Tahanan Bukan Tumbal Nafsu: GMNI Pacitan Ajak Polres Cuci Dosa Institusi

Oleh: Redaksi |

Suasana audiensi GMNI bersama Polres Pacitan

PACITAN – Puluhan mahasiswa dari DPC GMNI Pacitan turun ke jalan, Senin (22/4). Dengan semangat membara dan suara toa yang siap menyaingi konser metal, mereka menuntut evaluasi menyeluruh terhadap institusi Polres Pacitan. Ini buntut dari dugaan rudapaksa yang dilakukan oleh oknum polisi berinisial LC terhadap tahanan perempuan berusia 21 tahun asal Wonogiri.

Long march menuju Mapolres Pacitan menjadi panggung ekspresi publik. Di bawah terik matahari (dan sorotan kamera HP warga), orasi demi orasi dikumandangkan. Ketua DPC GMNI Pacitan, Dela Prastisia, berdiri di depan barisan dengan sikap tegas. “Kami datang bukan karena marah semata, tapi karena keadilan tidak boleh dilacurkan oleh kekuasaan yang sewenang-wenang!” teriaknya, disambut gemuruh tepuk tangan dan klakson random dari ojek online yang lewat.

Rekan seperjuangannya, Revin Safi’i, ikut membakar semangat massa. “Polri itu punya mandat melindungi rakyat, bukan malah jadi ancaman buat yang rentan!
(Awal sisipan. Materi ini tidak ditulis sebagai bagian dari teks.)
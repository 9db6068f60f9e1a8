pub mod request_id;
pub mod timing;

pub use request_id::{REQUEST_ID_HEADER, RequestId, RequestIdMiddleware};
pub use timing::TimingMiddleware;
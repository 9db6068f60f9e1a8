use chrono::{DateTime, SecondsFormat, Utc};

use crate::utils::{expiry_from, is_expired};

/// Persisted attribute names
pub mod fields {
    pub const SHORT_CODE: &str = "shortCode";
    pub const ORIGINAL_URL: &str = "originalURL";
    pub const CREATED_AT: &str = "createdAt";
    pub const EXPIRATION: &str = "expiration";
    pub const CLICK_COUNT: &str = "clickCount";
}

/// A short code and the URL it points at.
#[derive(Debug, Clone, PartialEq, Eq)]
pub struct UrlRecord {
    pub short_code: String,
    pub original_url: String,
    /// RFC 3339, UTC
    pub created_at: String,
    /// Unix seconds, 0 = never expires
    pub expiration: i64,
    pub click_count: u64,
}

impl UrlRecord {
    /// Build a fresh record created at `now`, expiring `expire_in_days` days later.
    ///
    /// `created_at` and `expiration` come from the same clock reading, so a
    /// non-zero expiration is always exactly `created_at + days * 86400`.
    pub fn new(
        short_code: String,
        original_url: String,
        expire_in_days: i64,
        now: DateTime<Utc>,
    ) -> Self {
        Self {
            short_code,
            original_url,
            created_at: now.to_rfc3339_opts(SecondsFormat::Secs, true),
            expiration: expiry_from(now, expire_in_days),
            click_count: 0,
        }
    }

    pub fn is_expired_at(&self, now: i64) -> bool {
        is_expired(self.expiration, now)
    }
}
Jangan biarkan predator berkeliaran pakai seragam!” katanya dengan nada yang membuat tembok Polres mungkin ikut merenung.
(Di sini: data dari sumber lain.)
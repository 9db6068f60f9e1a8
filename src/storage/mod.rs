use std::sync::Arc;

use async_trait::async_trait;
use tracing::info;

use crate::config::StoreConfig;
use crate::errors::{Result, TinylinkError};

pub mod backend;
pub mod models;

pub use backend::{MemoryStore, RedisStore};
pub use models::UrlRecord;

/// Key-value table of URL records, keyed by short code.
///
/// Implementations must make `increment_clicks` atomic: concurrent calls on the
/// same code each add exactly one, with no read-modify-write window.
#[async_trait]
pub trait UrlStore: Send + Sync {
    /// Insert a new record. Fails with `CodeConflict` if the code is taken and
    /// `StoreWrite` on backend failure.
    async fn create(&self, record: &UrlRecord) -> Result<()>;

    /// Point lookup. Expired or missing records are `NotFound`; other backend
    /// failures are `StoreRead`.
    async fn get(&self, code: &str) -> Result<UrlRecord>;

    /// Add one to `clickCount`. Missing records are `NotFound`; other backend
    /// failures are `StoreWrite`.
    async fn increment_clicks(&self, code: &str) -> Result<()>;

    fn backend_name(&self) -> &'static str;
}

pub struct StoreFactory;

impl StoreFactory {
    pub fn create(config: &StoreConfig) -> Result<Arc<dyn UrlStore>> {
        let store: Arc<dyn UrlStore> = match config.backend.as_str() {
            "memory" => Arc::new(MemoryStore::new()),
            "redis" => Arc::new(RedisStore::new(&config.redis.url, &config.redis.key_prefix)?),
            other => {
                return Err(TinylinkError::config(format!(
                    "Unknown store backend '{}'. Supported backends: memory, redis",
                    other
                )));
            }
        };

        info!("Using store backend: {}", store.backend_name());
        Ok(store)
    }
}

#[cfg(test)]
mod tests {
    use super::*;
    use crate::config::StoreConfig;

    #[test]
    fn test_factory_memory_backend() {
        let config = StoreConfig::default();
        let store = StoreFactory::create(&config).unwrap();
        assert_eq!(store.backend_name(), "memory");
    }

    #[test]
    fn test_factory_rejects_unknown_backend() {
        let config = StoreConfig {
            backend: "dynamo".to_string(),
            ..StoreConfig::default()
        };
        let err = StoreFactory::create(&config).err().unwrap();
        assert!(matches!(err, TinylinkError::Config(_)));
    }

    #[test]
    fn test_factory_redis_backend_is_lazy() {
        // 仅解析 URL，不会连接服务器
        let mut config = StoreConfig {
            backend: "redis".to_string(),
            ..StoreConfig::default()
        };
        config.redis.url = "redis://127.0.0.1:1/".to_string();
        let store = StoreFactory::create(&config).unwrap();
        assert_eq!(store.backend_name(), "redis");
    }
}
Setelah orasi panas membara yang disampaikan dengan gaya penuh semangat dan logika tajam (plus volume yang bisa ngalahin toa masjid), GMNI Pacitan akhirnya masuk ke tahap yang lebih serius tapi tetap elegan: dialog dan penyampaian pernyataan sikap resmi.

Aksi ini bukan sekadar aksi, tapi semacam “kelas filsafat hukum” di ruang Rupatama Polres, dengan materi utama: Evaluasi Total dan Pencegahan Predator Berseragam.
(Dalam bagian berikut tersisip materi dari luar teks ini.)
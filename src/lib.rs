//! tinylink - a minimal URL shortener service
//!
//! Accepts a long URL, hands back a short code, redirects the code to the
//! original URL and keeps a per-code click count.
//!
//! # Features
//! - **metrics**: Prometheus metrics export at `/_metrics`
//!
//! # Architecture
//! - `utils`: short code generator and expiry arithmetic
//! - `storage`: the `UrlStore` trait with memory and Redis backends
//! - `services`: shorten / lookup orchestration and click tracking
//! - `api`: HTTP handlers, routing and middleware
//! - `config`: TOML + environment configuration
//! - `runtime`: startup wiring and the HTTP server
//! - `system`: logging

pub mod api;
pub mod cli;
pub mod config;
pub mod errors;
#[cfg(feature = "metrics")]
pub mod metrics;
pub mod metrics_core;
pub mod runtime;
pub mod services;
pub mod storage;
pub mod system;
pub mod utils;
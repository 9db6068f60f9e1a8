//! Service layer for business logic
//!
//! HTTP handlers stay thin and delegate here.

mod click_tracker;
mod shortener;

pub use click_tracker::ClickTracker;
pub use shortener::{ShortenResult, ShortenerService};
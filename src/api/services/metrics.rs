//! Prometheus metrics endpoint at `/_metrics`.

use actix_web::HttpResponse;
use tracing::error;

use crate::errors::ErrorBody;
use crate::metrics::METRICS;

pub struct MetricsService;

impl MetricsService {
    pub async fn metrics() -> HttpResponse {
        match METRICS.export() {
            Ok(output) => HttpResponse::Ok()
                .content_type("text/plain; version=0.0.4; charset=utf-8")
                .body(output),
            Err(e) => {
                error!("Failed to encode metrics: {}", e);
                HttpResponse::InternalServerError().json(ErrorBody {
                    error: "Failed to encode metrics".to_string(),
                })
            }
        }
    }
}
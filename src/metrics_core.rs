//! Core metrics traits (always compiled, no feature gate).
//!
//! Every service takes an `Arc<dyn MetricsRecorder>`. Without the `metrics`
//! feature `NoopMetrics` is injected and each call compiles to nothing.

use std::sync::Arc;

/// Trait for recording application metrics.
///
/// All methods are no-op by default, allowing partial implementation.
/// Implementations must be thread-safe (Send + Sync).
#[allow(unused_variables)]
pub trait MetricsRecorder: Send + Sync {
    // ===== Shorten =====

    /// Record a newly stored short URL
    fn inc_url_created(&self) {}

    // ===== Redirect / Stats =====

    /// Record redirect response by HTTP status
    fn inc_redirect(&self, status: &str) {}

    /// Record a lookup for a code that does not exist
    fn inc_url_not_found(&self) {}

    /// Record a successful stats lookup
    fn inc_stats_retrieved(&self) {}

    // ===== Store =====

    /// Record a failed store call, labelled by operation name
    fn inc_store_error(&self, operation: &str) {}

    // ===== HTTP (timing middleware) =====

    /// Observe handler latency in milliseconds
    fn observe_api_latency(&self, endpoint: &str, millis: f64) {}
}

/// Noop metrics implementation for testing and non-metrics builds.
pub struct NoopMetrics;

impl MetricsRecorder for NoopMetrics {}

impl NoopMetrics {
    pub fn new() -> Self {
        Self
    }

    pub fn arc() -> Arc<dyn MetricsRecorder> {
        Arc::new(Self::new())
    }
}

impl Default for NoopMetrics {
    fn default() -> Self {
        Self::new()
    }
}
//! System-level modules

pub mod logging;

pub use logging::init_logging;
Ketua DPC GMNI Pacitan, Dela Prastisia, bersama rekan-rekannya, menyampaikan tiga poin utama yang Ngauris sebut sebagai “trinitas tuntutan keadilan”, nggak ada hubungannya sama film superhero, tapi isinya jauh lebih serius, yang kurang lebih seperti ini kalau dibuat versi Ngauris:

  1. Kecaman keras terhadap dugaan rudapaksa oleh oknum polisi inisial LC, karena predator bukan cuma ada di National Geographic, tapi juga bisa muncul dari balik seragam.
  2. Tuntutan evaluasi total terhadap sistem pengawasan, dari rekrutmen sampai SOP penjagaan tahanan. Intinya: jangan sampai seragam malah jadi selimut kejahatan.
  3. Permintaan jaminan keamanan bagi semua tahanan, khususnya perempuan, sesuai UU Pemasyarakatan. Karena, kata mereka, tahanan juga manusia. Breaking news buat yang lupa.

Wakapolres Kompol Pujiyono, dalam gaya khas aparat yang cool tapi waspada, menyatakan bahwa evaluasi sudah dan akan terus dilakukan. Langkah mitigasi juga katanya sudah jalan, walau mahasiswa berharap itu bukan cuma “jalan-jalan wacana”, tapi benar-benar sampai tujuan.

“Harapan kami mitigasi itu bukan wacana yang naik turun seperti sinyal HP di hutan. Harus nyata dan maksimal!” kata Dela dengan ekspresi serius tapi tetap sopan.

Kapolres AKBP Ayub Diponegoro Azhar pun menutup forum dengan pernyataan yang cukup “wise”, mengingatkan GMNI agar terus jadi kekuatan moral dan sosial. “Kritis boleh, nyinyir jangan. Tapi kalau nyinyirnya solutif, kita dengerin kok,” kira-kira begitu intinya kalau diterjemahkan ke dalam bahasa Ngauris.

Aksi ini ditutup dengan penandatanganan pernyataan sikap bersama. Sebuah gesture simbolik yang bisa jadi lebih sakral dari naskah deklarasi kemerdekaan (setidaknya untuk hari itu). Mahasiswa pulang dengan kepala tegak. Polisi pun pulang dengan PR menumpuk.

Dan masyarakat? Semoga pulang membawa harapan: bahwa di negeri ini, keadilan masih punya harapan… asal nggak ditunda-tunda terus.